Material shown START
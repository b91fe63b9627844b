//! Purpose: Define the record shapes exchanged between the harness and a binding.
//! Exports: `FieldValue`, `Fields`, `FieldSet`, `ScanRecord`, `project`, `fields_from_strs`.
//! Role: Store-neutral data model; bindings convert to and from their native documents/rows.
//! Invariants: Values are immutable byte buffers; text stores see the lossy UTF-8 rendering.
//! Invariants: An absent or empty field set selects every stored field.
use bytes::Bytes;
use serde::{Serialize, Serializer};
use std::collections::{BTreeMap, BTreeSet};
use std::fmt;

#[derive(Clone, Eq, PartialEq, Ord, PartialOrd, Hash)]
pub struct FieldValue(Bytes);

impl FieldValue {
    pub fn from_bytes(bytes: impl Into<Bytes>) -> Self {
        Self(bytes.into())
    }

    pub fn as_bytes(&self) -> &[u8] {
        &self.0
    }

    pub fn len(&self) -> usize {
        self.0.len()
    }

    pub fn is_empty(&self) -> bool {
        self.0.is_empty()
    }

    pub fn to_text(&self) -> String {
        String::from_utf8_lossy(&self.0).into_owned()
    }
}

impl From<&str> for FieldValue {
    fn from(value: &str) -> Self {
        Self(Bytes::copy_from_slice(value.as_bytes()))
    }
}

impl From<String> for FieldValue {
    fn from(value: String) -> Self {
        Self(Bytes::from(value))
    }
}

impl From<Vec<u8>> for FieldValue {
    fn from(value: Vec<u8>) -> Self {
        Self(Bytes::from(value))
    }
}

impl fmt::Debug for FieldValue {
    fn fmt(&self, f: &mut fmt::Formatter<'_>) -> fmt::Result {
        write!(f, "{:?}", String::from_utf8_lossy(&self.0))
    }
}

impl Serialize for FieldValue {
    fn serialize<S: Serializer>(&self, serializer: S) -> Result<S::Ok, S::Error> {
        serializer.serialize_str(&String::from_utf8_lossy(&self.0))
    }
}

pub type Fields = BTreeMap<String, FieldValue>;

pub type FieldSet = BTreeSet<String>;

#[derive(Clone, Debug, Eq, PartialEq)]
pub struct ScanRecord {
    pub key: String,
    pub fields: Fields,
}

/// Restricts `fields` to the names in `wanted`; `None` or an empty set keeps everything.
pub fn project(mut fields: Fields, wanted: Option<&FieldSet>) -> Fields {
    match wanted {
        Some(wanted) if !wanted.is_empty() => {
            fields.retain(|name, _| wanted.contains(name));
            fields
        }
        _ => fields,
    }
}

pub fn wants_all(wanted: Option<&FieldSet>) -> bool {
    wanted.is_none_or(|wanted| wanted.is_empty())
}

pub fn fields_from_strs<'a>(pairs: impl IntoIterator<Item = (&'a str, &'a str)>) -> Fields {
    pairs
        .into_iter()
        .map(|(name, value)| (name.to_string(), FieldValue::from(value)))
        .collect()
}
Material shown END
Whenever a line of the material above contains the string "BTreeMap", copy that line out.

Output:
use std::collections::{BTreeMap, BTreeSet};
pub type Fields = BTreeMap<String, FieldValue>;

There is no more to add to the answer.